The World Health Organisation (WHO) and international children’s charity UNICEF both recommend that breastfeeding should continue until the age of 2, and then for as long after as is mutually desired. There is lots of evidence that proves that the longer a child is breastfed for, the more pronounced the benefits for the health in the long term. So why do so many mothers feel uncomfortable breastfeeding their children as they get older?
The answers to this question are deeply rooted in our society, and are something I will go into more in the “social aspects” subcategory of this section. The over-sexualisation of the female body in the western world has caused a lot of women to view their breasts as having a purely sexual function, and therefore feel uncomfortable feeding an older child.

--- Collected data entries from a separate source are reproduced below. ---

// Copyright 2026 the Orogen Authors
// SPDX-License-Identifier: Apache-2.0 OR MIT

//! Draw-plan flattening for orogen sprite trees.
//!
//! This crate provides the intermediate representation between
//! [`orogen_core`]'s nested render output and backend-specific drawing. It
//! defines:
//!
//! - [`RenderItem`] — one drawable with its absolute transform, composed
//!   opacity, and accumulated clip stack
//! - [`RenderPlan`] — an ordered, back-to-front list of items for one frame
//! - [`flatten`] — the walk from [`RenderedNode`] tree to plan
//!
//! [`RenderedNode`]: orogen_core::output::RenderedNode

#![no_std]
#![cfg_attr(docsrs, feature(doc_auto_cfg))]

extern crate alloc;

mod plan;

pub use plan::{ClipPlacement, RenderItem, RenderPlan, flatten, flatten_into};
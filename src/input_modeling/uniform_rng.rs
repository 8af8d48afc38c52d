use rand::{Rng, SeedableRng};
use rand_pcg::Pcg64Mcg;
use serde::{Deserialize, Serialize};

const DEFAULT_SEED: u64 = 42;

/// The uniform random number generator backs every variate drawn in one
/// random stream.  Samplers borrow it mutably for each draw, so a seeded
/// stream is reproducible and draws are never interleaved.
#[derive(Debug, Clone, Serialize, Deserialize)]
pub struct UniformRNG {
    rng: Pcg64Mcg,
}

impl Default for UniformRNG {
    fn default() -> Self {
        Self::new(DEFAULT_SEED)
    }
}

impl UniformRNG {
    pub fn new(seed: u64) -> Self {
        Self {
            rng: Pcg64Mcg::seed_from_u64(seed),
        }
    }

    /// Access to the underlying generator, for `rand_distr` samplers.
    pub fn rng(&mut self) -> &mut Pcg64Mcg {
        &mut self.rng
    }

    /// A uniform value in [0, 1).
    pub fn raw(&mut self) -> f64 {
        self.rng.gen::<f64>()
    }

    /// A uniform value in [0, 1].
    pub fn uniform01(&mut self) -> f64 {
        self.rng.gen_range(0.0..=1.0)
    }

    /// A uniform value in (0, 1], safe to take the logarithm of.
    pub fn open_closed01(&mut self) -> f64 {
        1.0 - self.raw()
    }

    pub fn reseed(&mut self, seed: u64) {
        self.rng = Pcg64Mcg::seed_from_u64(seed);
    }
}
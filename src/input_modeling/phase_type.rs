use serde::{Deserialize, Serialize};

use super::elementary::{exponential, positive, select_cumulative};
use super::generator::{self, Moments};
use super::linalg::{self, Matrix, Vector};
use super::UniformRNG;
use crate::utils::errors::ParameterError;

#[derive(Debug, Clone, Serialize, Deserialize)]
#[serde(rename_all = "camelCase")]
pub struct PhaseTypeConfig {
    pub alpha: Vec<f64>,
    pub t: Vec<Vec<f64>>,
}

/// A validated Phase-Type parameter: the initial phase distribution alpha
/// and the sub-generator T over the transient phases.
#[derive(Debug, Clone, Serialize, Deserialize)]
#[serde(try_from = "PhaseTypeConfig", into = "PhaseTypeConfig")]
pub struct PhaseTypeParameter {
    alpha: Vector,
    t: Matrix,
    fundamental: Matrix,
    rates: Vec<f64>,
    hidden: Matrix,
    exit: Vec<f64>,
    moments: Moments,
}

impl PhaseTypeParameter {
    pub fn new(alpha: &[f64], t: &[Vec<f64>]) -> Result<Self, ParameterError> {
        Self::from_matrices(Vector::from_column_slice(alpha), linalg::from_rows("T", t)?)
    }

    pub fn from_matrices(alpha: Vector, t: Matrix) -> Result<Self, ParameterError> {
        generator::validate_phase_type(&alpha, &t)?;
        let fundamental = generator::fundamental_matrix(&t)?;
        let moments = generator::moments(&alpha, &fundamental);
        let rates = generator::exit_rates(&t);
        // Absorption rates complete each row of T to zero
        let absorption = Matrix::from_diagonal(&t.column_sum().map(|sum| (-sum).max(0.0)));
        let (hidden, absorbing) = generator::embedded_matrices(&t, &absorption);
        let exit = absorbing.diagonal().iter().copied().collect();
        log::debug!(
            "derived phase-type of dimension {}: mean={}, variance={}",
            t.nrows(),
            moments.mean,
            moments.variance
        );
        Ok(Self {
            alpha,
            t,
            fundamental,
            rates,
            hidden,
            exit,
            moments,
        })
    }

    pub fn dimension(&self) -> usize {
        self.t.nrows()
    }

    pub fn alpha(&self) -> &Vector {
        &self.alpha
    }

    pub fn t(&self) -> &Matrix {
        &self.t
    }

    pub fn fundamental(&self) -> &Matrix {
        &self.fundamental
    }

    /// Probability of absorption on leaving each phase.
    pub fn exit_probabilities(&self) -> &[f64] {
        &self.exit
    }

    pub fn mean(&self) -> f64 {
        self.moments.mean
    }

    pub fn second_moment(&self) -> f64 {
        self.moments.second_moment
    }

    pub fn variance(&self) -> f64 {
        self.moments.variance
    }

    pub fn with_mean(&self, mean: f64) -> Result<Self, ParameterError> {
        let factor = self.mean() / positive("mean", mean)?;
        Self::from_matrices(self.alpha.clone(), &self.t * factor)
    }
}

impl TryFrom<PhaseTypeConfig> for PhaseTypeParameter {
    type Error = ParameterError;

    fn try_from(config: PhaseTypeConfig) -> Result<Self, Self::Error> {
        Self::new(&config.alpha, &config.t)
    }
}

impl From<PhaseTypeParameter> for PhaseTypeConfig {
    fn from(parameter: PhaseTypeParameter) -> Self {
        Self {
            alpha: parameter.alpha.iter().copied().collect(),
            t: linalg::to_rows(&parameter.t),
        }
    }
}

/// Time to absorption, from a fresh initial phase on every call.
#[derive(Debug, Clone, Serialize, Deserialize)]
#[serde(rename_all = "camelCase")]
pub struct PhaseType {
    parameter: PhaseTypeParameter,
}

impl PhaseType {
    pub fn new(parameter: PhaseTypeParameter) -> Self {
        Self { parameter }
    }

    pub fn parameter(&self) -> &PhaseTypeParameter {
        &self.parameter
    }

    pub fn random_variate(&self, uniform_rng: &mut UniformRNG) -> f64 {
        let parameter = &self.parameter;
        let n = parameter.dimension();
        let mut phase = select_cumulative(parameter.alpha.iter().copied(), uniform_rng.raw());
        let mut elapsed = 0.0;
        loop {
            elapsed += exponential(parameter.rates[phase], uniform_rng.raw());
            let selected = select_cumulative(
                parameter
                    .hidden
                    .row(phase)
                    .iter()
                    .copied()
                    .chain(std::iter::once(parameter.exit[phase])),
                uniform_rng.raw(),
            );
            if selected == n {
                return elapsed;
            }
            phase = selected;
        }
    }

    pub fn with_mean(&self, mean: f64) -> Result<Self, ParameterError> {
        Ok(Self::new(self.parameter.with_mean(mean)?))
    }
}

Of course, there may come a point in the nursing relationship with your child that you decide that you have breastfed for as long as you feel comfortable with. Some people reach this point sooner than others do, and this is nothing to be ashamed of. You should be very proud of yourself for nurturing your child in this way for as long as you have done! Other mothers are quite happy to allow their children to wean themselves from the breast when they are emotionally ready to do so; again, this can happen at a variety of different ages.
A lot of people believe that breastfeeding loses its value in terms of nutrition as the child gets older — nothing could be further than the truth. As your child grows, they will need to get nourishment from solid foods as well as milk; however the nutritional properties of your breast milk will continue to be amazing! It will continue to provide protection from illnesses, and the benefits to your child’s immune system will continue long after breastfeeding is finished. Of course, children who breastfeed still get ill, but it is clear from the research and statistics that the frequency and intensity of their illnesses is vastly reduced.
Nursing also has valuable emotional benefits to your older child. The world can be a big and confusing place to a small person; they are experiencing strong emotions almost constantly, and they haven’t yet got the emotional maturity to process their feelings and deal with them effectively. Breastfeeding your toddler will offer them comfort, security, and a safe place for them to work through their feelings. A lot of mothers (me included) have found that nursing your child is the best form of tantrum-avoidance! When your toddler is rapidly approaching meltdown due to overtiredness or over stimulation, a quick nursing session is often all that’s required to ground them again.
For however long you choose to breastfeed your baby or toddler, you should congratulate yourself immensely. Every day will make a difference to their future health.